FDA Issues Nutritional Labeling Proposed Rule
The U.S. Food and Drug Administration (FDA) has just issued two proposed rules involving a provision of the Patient Protection and Affordable Care Act (“PPACA”), the 2010 Healthcare Reform Law, which requires certain food establishments and vending machines to post caloric and nutritional information on menus, including drive-thru windows. As we have previously blogged (here, here, here, and here) this provision amends the Federal Food, Drug, and Cosmetic Act (“FDCA”) in attempt to provide uniformity in menu nutritional labeling around the country and to assist consumers in making healthier food choices while eating out.
Under the PPACA, restaurants, bakeries, grocery stores, convenience stores, coffee shops and other establishments with 20 or more locations operating under the same name and offering for sale substantially the same food items are required to post caloric information directly on the menu and have nutritional information available upon request. Under the proposed rule, the calorie declaration must be “adjacent to” the name of the standard menu item, so as to be “clearly associated with” it. For standard menu items that come in different flavors, varieties, or combinations but are listed as a single menu item, such as combination meals or ice cream that comes in different flavors, the FDA is proposing allowing calorie ranges as opposed to median (middlemost) or mean (statistical average) calories. Self-service establishments such as buffets and cafeterias must display the caloric information on a sign adjacent to the food.
The PPACA requires that menus post a clear and conspicuous statement regarding the availability of nutrition information upon request. Under the proposed rule, this statement must be no smaller than the smallest type size for any calorie declaration, be on the first page of the menu, and be prominently displayed (i.e., the same color and contrasting background as the standard menu item).
Additionally, a succinct statement concerning the total daily suggested caloric intake must be prominently displayed “to enable the public to understand…the context.” An example of this statement is “A 2,000 calorie daily diet is used as the basis for general nutrition advice; however, individual calorie needs may vary.” The FDA has been using the 2,000 calorie reference point since at least 1993. The proposed rule requires this statement on the bottom page of each page of the menu.

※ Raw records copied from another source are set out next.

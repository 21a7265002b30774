//! Taxonomy dimension CRUD handlers.
//!
//! The four kinds share one implementation; the per-route wrappers only fix
//! the kind so the router stays a flat list of paths.

use crate::error::{ApiError, ApiResult};
use crate::handlers::common::{parse_data, read_multipart};
use crate::state::AppState;
use axum::Json;
use axum::extract::{Multipart, Query, State};
use courier_core::{DimensionKind, is_valid_app_name};
use courier_metadata::models::DimensionRow;
use courier_metadata::repos::DimensionRepo;
use serde::Deserialize;
use serde_json::{Map, Value, json};
use time::OffsetDateTime;
use time::format_description::well_known::Rfc3339;
use uuid::Uuid;

/// JSON `data` field for create/update: the kind's own key carries the name.
#[derive(Debug, Deserialize)]
struct DimensionData {
    id: Option<String>,
    app: Option<String>,
    channel: Option<String>,
    platform: Option<String>,
    arch: Option<String>,
}

impl DimensionData {
    fn name_for(&self, kind: DimensionKind) -> Option<&str> {
        let value = match kind {
            DimensionKind::App => self.app.as_deref(),
            DimensionKind::Channel => self.channel.as_deref(),
            DimensionKind::Platform => self.platform.as_deref(),
            DimensionKind::Arch => self.arch.as_deref(),
        };
        value.filter(|name| !name.is_empty())
    }
}

#[derive(Debug, Deserialize)]
pub struct IdQuery {
    id: Option<String>,
}

fn parse_id(id: Option<&str>) -> ApiResult<Uuid> {
    let Some(id) = id else {
        return Err(ApiError::BadRequest("id is required".to_string()));
    };
    Uuid::parse_str(id).map_err(|e| ApiError::BadRequest(e.to_string()))
}

fn keyed_response(key: String, value: Value) -> Json<Value> {
    let mut map = Map::new();
    map.insert(key, value);
    Json(Value::Object(map))
}

async fn create_dimension(
    state: AppState,
    kind: DimensionKind,
    mut multipart: Multipart,
) -> ApiResult<Json<Value>> {
    let payload = read_multipart(&mut multipart).await?;
    let data: DimensionData = parse_data(&payload)?;
    let name = data
        .name_for(kind)
        .ok_or_else(|| ApiError::BadRequest(format!("{kind} name is required")))?;
    if kind == DimensionKind::App && !is_valid_app_name(name) {
        return Err(ApiError::BadRequest(
            "app_name contains invalid characters".to_string(),
        ));
    }

    let now = OffsetDateTime::now_utc();
    let row = DimensionRow {
        dimension_id: Uuid::new_v4(),
        kind: kind.as_str().to_string(),
        name: name.to_string(),
        created_at: now,
        updated_at: now,
    };
    state.metadata.create_dimension(&row).await?;

    tracing::info!(kind = %kind, name = %name, "dimension created");
    Ok(keyed_response(
        format!("create{}Result.Created", kind.title()),
        json!(row.dimension_id.to_string()),
    ))
}

async fn list_dimensions(state: AppState, kind: DimensionKind) -> ApiResult<Json<Value>> {
    let rows = state.metadata.list_dimensions(kind).await?;

    let items: Vec<Value> = rows
        .into_iter()
        .map(|row| {
            let updated_at = row
                .updated_at
                .format(&Rfc3339)
                .map_err(|e| ApiError::Internal(format!("failed to format updated_at: {e}")))?;
            let mut item = Map::new();
            item.insert("ID".to_string(), json!(row.dimension_id.to_string()));
            item.insert(format!("{}Name", kind.title()), json!(row.name));
            item.insert("Updated_at".to_string(), json!(updated_at));
            Ok(Value::Object(item))
        })
        .collect::<ApiResult<_>>()?;

    Ok(keyed_response(format!("{}s", kind.as_str()), json!(items)))
}

async fn update_dimension(
    state: AppState,
    kind: DimensionKind,
    mut multipart: Multipart,
) -> ApiResult<Json<Value>> {
    let payload = read_multipart(&mut multipart).await?;
    let data: DimensionData = parse_data(&payload)?;
    let dimension_id = parse_id(data.id.as_deref())?;
    let name = data
        .name_for(kind)
        .ok_or_else(|| ApiError::BadRequest(format!("{kind} name is required")))?;
    if kind == DimensionKind::App && !is_valid_app_name(name) {
        return Err(ApiError::BadRequest(
            "app_name contains invalid characters".to_string(),
        ));
    }

    state
        .metadata
        .rename_dimension(kind, dimension_id, name, OffsetDateTime::now_utc())
        .await?;

    tracing::info!(kind = %kind, id = %dimension_id, new_name = %name, "dimension renamed");
    Ok(keyed_response(
        format!("update{}Result.Updated", kind.title()),
        json!(true),
    ))
}

async fn delete_dimension(
    state: AppState,
    kind: DimensionKind,
    query: IdQuery,
) -> ApiResult<Json<Value>> {
    let dimension_id = parse_id(query.id.as_deref())?;
    let deleted = state.metadata.delete_dimension(kind, dimension_id).await?;

    Ok(keyed_response(
        format!("delete{}Result.DeletedCount", kind.title()),
        json!(deleted),
    ))
}

// Per-route wrappers

pub async fn create_app(State(state): State<AppState>, multipart: Multipart) -> ApiResult<Json<Value>> {
    create_dimension(state, DimensionKind::App, multipart).await
}

pub async fn create_channel(State(state): State<AppState>, multipart: Multipart) -> ApiResult<Json<Value>> {
    create_dimension(state, DimensionKind::Channel, multipart).await
}

pub async fn create_platform(State(state): State<AppState>, multipart: Multipart) -> ApiResult<Json<Value>> {
    create_dimension(state, DimensionKind::Platform, multipart).await
}

pub async fn create_arch(State(state): State<AppState>, multipart: Multipart) -> ApiResult<Json<Value>> {
    create_dimension(state, DimensionKind::Arch, multipart).await
}

pub async fn list_apps(State(state): State<AppState>) -> ApiResult<Json<Value>> {
    list_dimensions(state, DimensionKind::App).await
}

pub async fn list_channels(State(state): State<AppState>) -> ApiResult<Json<Value>> {
    list_dimensions(state, DimensionKind::Channel).await
}

pub async fn list_platforms(State(state): State<AppState>) -> ApiResult<Json<Value>> {
    list_dimensions(state, DimensionKind::Platform).await
}

pub async fn list_archs(State(state): State<AppState>) -> ApiResult<Json<Value>> {
    list_dimensions(state, DimensionKind::Arch).await
}

pub async fn update_app(State(state): State<AppState>, multipart: Multipart) -> ApiResult<Json<Value>> {
    update_dimension(state, DimensionKind::App, multipart).await
}

pub async fn update_channel(State(state): State<AppState>, multipart: Multipart) -> ApiResult<Json<Value>> {
    update_dimension(state, DimensionKind::Channel, multipart).await
}

pub async fn update_platform(State(state): State<AppState>, multipart: Multipart) -> ApiResult<Json<Value>> {
    update_dimension(state, DimensionKind::Platform, multipart).await
}

pub async fn update_arch(State(state): State<AppState>, multipart: Multipart) -> ApiResult<Json<Value>> {
    update_dimension(state, DimensionKind::Arch, multipart).await
}

pub async fn delete_app(State(state): State<AppState>, Query(query): Query<IdQuery>) -> ApiResult<Json<Value>> {
    delete_dimension(state, DimensionKind::App, query).await
}

pub async fn delete_channel(State(state): State<AppState>, Query(query): Query<IdQuery>) -> ApiResult<Json<Value>> {
    delete_dimension(state, DimensionKind::Channel, query).await
}

pub async fn delete_platform(State(state): State<AppState>, Query(query): Query<IdQuery>) -> ApiResult<Json<Value>> {
    delete_dimension(state, DimensionKind::Platform, query).await
}

pub async fn delete_arch(State(state): State<AppState>, Query(query): Query<IdQuery>) -> ApiResult<Json<Value>> {
    delete_dimension(state, DimensionKind::Arch, query).await
}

We previously blogged regarding whether movie theaters would be covered under the proposed rule. In the proposed rule, movie theatres, amusement parks, bowling alleys, trains, airplanes, general merchandisers, hotels and other business operations who do not primarily sell food items are generally exempted from the nutritional labeling requirements.
For vending machines, the proposed rule requires that caloric information be posted adjacent to the vending machine, but not necessarily attached to the vending machine. The number of calories contained in the article should be expressed to the nearest 5-calorie increment up to and including 50 calories, and 10-calorie increment above 50 calories. Foods that have fewer than 5 calories may be expressed as zero. For vending machines that sell varieties, such as different flavors and types of hot beverages (e.g., coffee), caloric information should be listed for each flavor or variety in close proximity to each selection rather than posting a single range for the item.

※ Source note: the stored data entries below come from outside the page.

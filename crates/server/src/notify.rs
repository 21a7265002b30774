//! Release notifications posted to a Slack-compatible webhook.
//!
//! The coordinator sends a message onto a buffered channel and returns
//! immediately; a background worker drains the channel and posts to the
//! webhook. Delivery failures are logged and never affect the upload
//! response.

use courier_core::config::NotifyConfig;
use time::OffsetDateTime;
use time::macros::format_description;
use tokio::sync::mpsc;

/// Capacity of the notification queue. When the queue is full, messages are
/// dropped rather than backpressuring the upload response.
const QUEUE_CAPACITY: usize = 64;

/// One published-release event.
#[derive(Debug, Clone)]
pub struct ReleaseNotification {
    pub app_name: String,
    pub channel: String,
    pub version: String,
    /// `(package extension, download link)` pairs.
    pub artifacts: Vec<(String, String)>,
    pub changelog: String,
}

/// Handle for queueing release notifications.
#[derive(Clone)]
pub struct Notifier {
    tx: Option<mpsc::Sender<ReleaseNotification>>,
}

impl Notifier {
    /// A notifier that drops every message. Used when notifications are
    /// disabled and in tests.
    pub fn disabled() -> Self {
        Self { tx: None }
    }

    /// Spawn the webhook worker if notifications are configured.
    pub fn spawn(config: &NotifyConfig) -> Self {
        if !config.slack_enabled {
            return Self::disabled();
        }
        let Some(webhook_url) = config.slack_webhook_url.clone() else {
            tracing::warn!("slack_enabled is set but slack_webhook_url is missing, notifications disabled");
            return Self::disabled();
        };

        let (tx, mut rx) = mpsc::channel::<ReleaseNotification>(QUEUE_CAPACITY);
        tokio::spawn(async move {
            let client = reqwest::Client::new();
            while let Some(notification) = rx.recv().await {
                let body = serde_json::json!({ "text": format_message(&notification) });
                match client.post(&webhook_url).json(&body).send().await {
                    Ok(response) if response.status().is_success() => {
                        tracing::debug!(
                            app_name = %notification.app_name,
                            version = %notification.version,
                            "release notification delivered"
                        );
                    }
                    Ok(response) => {
                        tracing::warn!(
                            status = %response.status(),
                            "webhook rejected release notification"
                        );
                    }
                    Err(e) => {
                        tracing::warn!(error = %e, "failed to deliver release notification");
                    }
                }
            }
        });

        Self { tx: Some(tx) }
    }

    /// Queue a notification without waiting. Drops the message when the
    /// queue is full.
    pub fn notify(&self, notification: ReleaseNotification) {
        if let Some(tx) = &self.tx
            && tx.try_send(notification).is_err()
        {
            tracing::warn!("notification queue full, dropping release message");
        }
    }
}

fn format_message(notification: &ReleaseNotification) -> String {
    let format = format_description!("[year]-[month]-[day] [hour]:[minute]:[second]");
    let uploaded_at = OffsetDateTime::now_utc()
        .format(format)
        .unwrap_or_default();

    let artifacts = notification
        .artifacts
        .iter()
        .map(|(package, link)| {
            format!("🔗 Link {}: {}", package.trim_start_matches('.'), link)
        })
        .collect::<Vec<_>>()
        .join("\n");

    format!(
        "🎉 *Application Uploaded Successfully!* 🎉\n\
         📦 *App:* {}\n\
         🌐 *Channel:* {}\n\
         🔖 *Version:* {}\n\
         📅 *Uploaded At:* {}\n\
         🔗 *Artifacts:*\n{}\n\
         📋 *Changelog:*\n{}",
        notification.app_name,
        notification.channel,
        notification.version,
        uploaded_at,
        artifacts,
        notification.changelog,
    )
}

Only vending machines operated by a person engaged in the business of owning or operating 20 or more vending machines are covered under the PPACA. It is believed that 90-95 percent of vending machine operators have 20 or more machines, and therefore, will be included.
Any food establishment or vending machine operator not covered under the PPACA may voluntarily participate and register with the FDA every two years. Interestingly, the posting of calories and nutritional information for beer, wine, and other alcoholic beverages is exempt. Food not in compliance with the final rule will be deemed misbranded under the act and subject to FDA enforcement.
The FDA is seeking comments on the proposed rules. The comment period for the proposed rule for menu labeling is 60 days (until June 6, 2011), and comments on the proposed rule on vending machines is 90 days (until July 5, 2011). Once implemented, these rules will preempt state and local food labeling requirements for restaurants, similar retail food establishments, and vending machines that are covered under the proposed rules. Establishments not covered under PPACA and the proposed rules will remain subject to existing state and local laws. The FDA plans to issue final rules before the end of the year and begin enforcement in 2012. For more information regarding the labeling of food products, the misbranding provisions of the FDCA, or how the PPACA will impact your business, please contact us at (305) 350-5690 or email@example.com.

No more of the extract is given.